Personal information
- Full name: Karim Emilio Roberto Gazzetta
- Date of birth: 1 April 1995
- Place of birth: Geneva, Switzerland
- Date of death: 21 November 2022 (aged 27)
- Place of death: Mostar, Bosnia and Herzegovina
- Height: 1.79 m (5 ft 10 in)
- Position: Midfielder

Youth career
- 2007–2013: Servette

Senior career*
- Years: Team / Apps / (Gls)
- 2013–2014: Servette / 1 / (0)
- 2014: → Etoile Carouge / 10 / (2)
- 2014–2016: Servette / 50 / (4)
- 2016–2019: Winterthur / 66 / (6)
- 2019–2021: Stade Lausanne Ouchy / 60 / (10)
- 2021–2022: Neuchâtel Xamax / 29 / (4)
- 2022: Zrinjski Mostar / 1 / (0)
- Total:  / 217 / (26)

= Karim Gazzetta =

Swiss footballer (1995–2022)

Karim Emilio Roberto Gazzetta (1 April 1995 – 21 November 2022) was a Swiss professional footballer who played as a midfielder.

==Club career==
Gazzetta had played for Servette FC since he was young. In 2013, he received his first professional contract, also due to various poaching attempts by domestic and foreign clubs. He made his debut in the first team on 22 July 2013. For the second half of 2014, he played at Étoile Carouge FC in the Promotion League while on loan, then switched back to Servette. At the end of September 2016, he was transferred to FC Winterthur, where he was injured just a few days after the move and was only able to train with Winterthur again after the winter break.

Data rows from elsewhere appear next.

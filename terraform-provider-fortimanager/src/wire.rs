//! Flatten/expand between FortiManager wire objects and Terraform state
//!
//! FortiManager keys are dashed (`link-cost-factor`) while Terraform
//! attributes are underscored (`link_cost_factor`). Every resource describes
//! its attributes as a list of [`Field`]s and this module does the copying in
//! both directions.

use crate::schema::{AttributeType, NestedBlock, SchemaAttribute, SchemaBlock};
use serde_json::{Map, Number, Value};
use std::cmp::Ordering;
use thiserror::Error;

/// Conversion errors
#[derive(Error, Debug, PartialEq)]
pub enum WireError {
    #[error("{field}: expected {expected}, got {actual}")]
    TypeMismatch {
        field: String,
        expected: &'static str,
        actual: String,
    },
}

fn mismatch(field: &Field, expected: &'static str, actual: &Value) -> WireError {
    WireError::TypeMismatch {
        field: field.name.to_string(),
        expected,
        actual: actual.to_string(),
    }
}

/// Shape of a field's value
#[derive(Debug, Clone)]
pub enum FieldKind {
    String,
    Int,
    /// Ordered list, e.g. an address/netmask pair
    StringList,
    StringSet,
    IntSet,
    /// Repeated nested block, sorted by `key` on request
    Block {
        fields: Vec<Field>,
        key: &'static str,
    },
}

/// One attribute of a resource or nested block
#[derive(Debug, Clone)]
pub struct Field {
    pub name: &'static str,
    wire: Option<&'static str>,
    pub kind: FieldKind,
    description: Option<&'static str>,
    pub required: bool,
    pub sensitive: bool,
    pub force_new: bool,
    pub read_only: bool,
}

impl Field {
    fn of(name: &'static str, kind: FieldKind) -> Self {
        Self {
            name,
            wire: None,
            kind,
            description: None,
            required: false,
            sensitive: false,
            force_new: false,
            read_only: false,
        }
    }

    pub fn string(name: &'static str) -> Self {
        Self::of(name, FieldKind::String)
    }

    pub fn int(name: &'static str) -> Self {
        Self::of(name, FieldKind::Int)
    }

    pub fn string_list(name: &'static str) -> Self {
        Self::of(name, FieldKind::StringList)
    }

    pub fn string_set(name: &'static str) -> Self {
        Self::of(name, FieldKind::StringSet)
    }

    pub fn int_set(name: &'static str) -> Self {
        Self::of(name, FieldKind::IntSet)
    }

    pub fn block(name: &'static str, key: &'static str, fields: Vec<Field>) -> Self {
        Self::of(name, FieldKind::Block { fields, key })
    }

    /// Use a wire key that is not simply the dashed attribute name
    pub fn wire(mut self, wire: &'static str) -> Self {
        self.wire = Some(wire);
        self
    }

    pub fn describe(mut self, description: &'static str) -> Self {
        self.description = Some(description);
        self
    }

    pub fn required(mut self) -> Self {
        self.required = true;
        self
    }

    pub fn sensitive(mut self) -> Self {
        self.sensitive = true;
        self
    }

    pub fn force_new(mut self) -> Self {
        self.force_new = true;
        self
    }

    /// Reported by FortiManager, never sent
    #[cfg(test)]
    pub fn read_only(mut self) -> Self {
        self.read_only = true;
        self
    }

    pub fn wire_name(&self) -> String {
        match self.wire {
            Some(wire) => wire.to_string(),
            None => self.name.replace('_', "-"),
        }
    }

    /// Add this field to a schema block, as an attribute or nested block
    pub fn add_to_schema(&self, block: SchemaBlock) -> SchemaBlock {
        let attr = match &self.kind {
            FieldKind::Block { fields, .. } => {
                let mut nested = fields
                    .iter()
                    .fold(SchemaBlock::new(), |block, field| field.add_to_schema(block));
                if let Some(description) = self.description {
                    nested = nested.with_description(description);
                }
                return block.with_block(self.name, NestedBlock::list(nested));
            }
            FieldKind::String => SchemaAttribute::string(),
            FieldKind::Int => SchemaAttribute::number(),
            FieldKind::StringList => SchemaAttribute::list(AttributeType::String),
            FieldKind::StringSet => SchemaAttribute::set(AttributeType::String),
            FieldKind::IntSet => SchemaAttribute::set(AttributeType::Number),
        };

        let mut attr = if self.required {
            attr.required()
        } else if self.read_only {
            attr.computed()
        } else if self.sensitive {
            attr.optional()
        } else {
            attr.optional().computed()
        };
        if self.sensitive {
            attr = attr.sensitive();
        }
        if self.force_new {
            attr = attr.force_new();
        }
        if let Some(description) = self.description {
            attr = attr.with_description(description);
        }
        block.with_attribute(self.name, attr)
    }
}
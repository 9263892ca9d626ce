//! Navi test utilities.
//!
//! Helpers for integration testing: menu item fixtures, ready-made menu
//! exports, and assertion utilities for JSON output.

use navi_sdk::types::{ItemId, RawMenuItem};

/// Create a top-level test menu item with default values.
pub fn test_item(id: u64, title: &str) -> TestMenuItem {
    TestMenuItem {
        raw: RawMenuItem {
            id: Some(ItemId(id)),
            parent: Some(ItemId::NONE),
            title: title.to_string(),
            slug: slug_for(title),
            url: format!("https://example.com/{}/", slug_for(title)),
            classes: vec![
                String::new(),
                "menu-item".to_string(),
                "menu-item-type-post_type".to_string(),
            ],
            ..RawMenuItem::default()
        },
    }
}

fn slug_for(title: &str) -> String {
    title
        .to_lowercase()
        .split_whitespace()
        .collect::<Vec<_>>()
        .join("-")
}

/// Flat list of bare items from `(id, parent)` pairs; parent `0` is top level.
pub fn flat_items(pairs: &[(u64, u64)]) -> Vec<RawMenuItem> {
    pairs
        .iter()
        .map(|&(id, parent)| test_item(id, &format!("Item {id}")).child_of(parent).build())
        .collect()
}

/// A single chain `1 <- 2 <- ... <- n`, nested `n` levels deep.
pub fn chain(n: u64) -> Vec<RawMenuItem> {
    let pairs: Vec<(u64, u64)> = (1..=n).map(|id| (id, id - 1)).collect();
    flat_items(&pairs)
}

/// A test menu item builder for creating fixtures.
#[derive(Debug, Clone)]
pub struct TestMenuItem {
    pub raw: RawMenuItem,
}

impl TestMenuItem {
    /// Hang the item under `parent` (`0` = top level).
    pub fn child_of(mut self, parent: u64) -> Self {
        self.raw.parent = Some(ItemId(parent));
        self
    }

    /// Mark as the current page.
    pub fn current(mut self) -> Self {
        self.raw.active = true;
        self.raw.classes.push("current-menu-item".to_string());
        self
    }

    /// Mark as an ancestor of the current page.
    pub fn current_ancestor(mut self) -> Self {
        self.raw.active_ancestor = true;
        self.raw.classes.push("current-menu-ancestor".to_string());
        self
    }

    /// Mark as the parent of the current page.
    pub fn current_parent(mut self) -> Self {
        self.raw.active_parent = true;
        self.raw.classes.push("current-menu-parent".to_string());
        self
    }

    /// Add a class.
    pub fn with_class(mut self, class: &str) -> Self {
        self.raw.classes.push(class.to_string());
        self
    }

    /// Replace all classes.
    pub fn with_classes(mut self, classes: &[&str]) -> Self {
        self.raw.classes = classes.iter().map(|c| c.to_string()).collect();
        self
    }

    /// Open in a new window.
    pub fn new_window(mut self) -> Self {
        self.raw.target = "_blank".to_string();
        self
    }

    /// Drop the id, producing an invalid record.
    pub fn without_id(mut self) -> Self {
        self.raw.id = None;
        self
    }

    /// Drop the parent column, producing an invalid record.
    pub fn without_parent(mut self) -> Self {
        self.raw.parent = None;
        self
    }

    pub fn build(self) -> RawMenuItem {
        self.raw
    }
}

/// Assertion helpers for JSON output.
pub mod assert {
    use serde_json::Value;

    /// Assert that a JSON value has a specific key.
    pub fn has_key(value: &Value, key: &str) {
        assert!(
            value.get(key).is_some(),
            "Expected JSON to have key '{key}', got: {value}"
        );
    }

    /// Assert that object keys appear in the given order in serialized JSON.
    ///
    /// Works on the text: a parsed `Value` sorts its keys.
    pub fn keys_in_order(json: &str, expected: &[&str]) {
        let mut last = 0;
        for key in expected {
            let needle = format!("\"{key}\":");
            let Some(pos) = json[last..].find(&needle) else {
                panic!("Expected key '{key}' after offset {last} in: {json}");
            };
            last += pos + needle.len();
        }
    }

    /// Assert that a string contains a substring.
    pub fn contains(haystack: &str, needle: &str) {
        assert!(
            haystack.contains(needle),
            "Expected string to contain '{needle}'\nActual: {haystack}"
        );
    }

    /// Assert that a string does not contain a substring.
    pub fn not_contains(haystack: &str, needle: &str) {
        assert!(
            !haystack.contains(needle),
            "Expected string to NOT contain '{needle}'\nActual: {haystack}"
        );
    }
}

/// Menu export fixtures.
pub mod menus {
    use navi_sdk::types::RawMenuItem;
    use serde_json::json;

    use super::test_item;

    /// A typical primary navigation viewed from the "Team" page.
    ///
    /// ```text
    /// 10 Home
    /// 20 About            (current ancestor, current parent)
    ///    21 Team          (current)
    ///    22 History
    ///       23 Founders
    /// 30 Contact          (opens in new window)
    /// ```
    pub fn primary() -> Vec<RawMenuItem> {
        vec![
            test_item(10, "Home").with_class("home-link").build(),
            test_item(20, "About")
                .current_ancestor()
                .current_parent()
                .with_class("has-dropdown")
                .build(),
            test_item(21, "Team").child_of(20).current().build(),
            test_item(22, "History").child_of(20).build(),
            test_item(23, "Founders").child_of(22).build(),
            test_item(30, "Contact").new_window().build(),
        ]
    }

    /// A `{locations, menus}` export as the CMS dumps it, stringly typed.
    pub fn export() -> serde_json::Value {
        json!({
            "locations": {
                "primary_navigation": 2,
                "footer_navigation": 3
            },
            "menus": {
                "2": [
                    {
                        "ID": 10, "menu_item_parent": "0", "title": "Home",
                        "post_name": "home", "url": "https://example.com/",
                        "current": "", "current_item_ancestor": "", "current_item_parent": "",
                        "classes": ["", "menu-item", "menu-item-home"],
                        "attr_title": "", "description": "", "target": "", "xfn": "",
                        "post_status": "publish", "menu_order": 1
                    },
                    {
                        "ID": "20", "menu_item_parent": "0", "title": "Services",
                        "post_name": "services", "url": "https://example.com/services/",
                        "current": false, "current_item_ancestor": true, "current_item_parent": true,
                        "classes": ["menu-item", "page_item", "featured"],
                        "attr_title": "What we do", "description": "", "target": "", "xfn": "",
                        "menu_order": 2
                    },
                    {
                        "ID": 21, "menu_item_parent": "20", "title": "Consulting",
                        "post_name": "consulting", "url": "https://example.com/services/consulting/",
                        "current": 1, "current_item_ancestor": 0, "current_item_parent": 0,
                        "classes": "menu-item current-menu-item",
                        "attr_title": "", "description": "Strategy work", "target": "_blank", "xfn": "nofollow",
                        "menu_order": 3
                    }
                ],
                "3": [
                    {
                        "ID": 40, "menu_item_parent": 0, "title": "Privacy",
                        "post_name": "privacy", "url": "https://example.com/privacy/",
                        "classes": null
                    }
                ]
            }
        })
    }
}

#[cfg(test)]
#[allow(clippy::unwrap_used, clippy::expect_used)]
mod tests {
    use super::*;

    #[test]
    fn test_item_builder() {
        let item = test_item(5, "Our Work")
            .child_of(2)
            .current()
            .new_window()
            .build();

        assert_eq!(item.id, Some(ItemId(5)));
        assert_eq!(item.parent, Some(ItemId(2)));
        assert_eq!(item.slug, "our-work");
        assert!(item.active);
        assert_eq!(item.target, "_blank");
        assert!(item.classes.contains(&"current-menu-item".to_string()));
    }

    #[test]
    fn test_invalid_builders() {
        assert_eq!(test_item(1, "A").without_id().build().id, None);
        assert_eq!(test_item(1, "A").without_parent().build().parent, None);
    }

    #[test]
    fn test_flat_and_chain() {
        let items = flat_items(&[(1, 0), (2, 1)]);
        assert_eq!(items[1].parent, Some(ItemId(1)));

        let deep = chain(4);
        assert_eq!(deep.len(), 4);
        assert_eq!(deep[0].parent, Some(ItemId::NONE));
        assert_eq!(deep[3].parent, Some(ItemId(3)));
    }

    #[test]
    fn test_assertions() {
        let json = serde_json::json!({"b": 1, "a": 2});
        assert::has_key(&json, "a");
        assert::keys_in_order(r#"{"b":1,"a":{"c":2}}"#, &["b", "a", "c"]);
        assert::contains("hello world", "world");
        assert::not_contains("hello world", "foo");
    }

    #[test]
    fn test_fixtures_decode() {
        assert_eq!(menus::primary().len(), 6);
        let export = menus::export();
        let items: Vec<RawMenuItem> =
            serde_json::from_value(export["menus"]["2"].clone()).unwrap();
        assert_eq!(items.len(), 3);
        assert_eq!(items[1].id, Some(ItemId(20)));
    }
}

In the 2019–20 season as well as in 2020–21, Gazzetta played for FC Stade Lausanne-Ouchy. In June 2021, he moved to Neuchâtel Xamax. For the 2022–23 season, Gazzetta joined the Bosnian football club HŠK Zrinjski Mostar who were the defending champions.

==International career==
Gazzetta played for the Switzerland junior national teams up to U20.

==Death==
On 21 November 2022, Gazzetta had an accident and fell from the eighth floor of a building in Mostar, Bosnia and Herzegovina. The local police department conducted a series of investigations at the site of his death.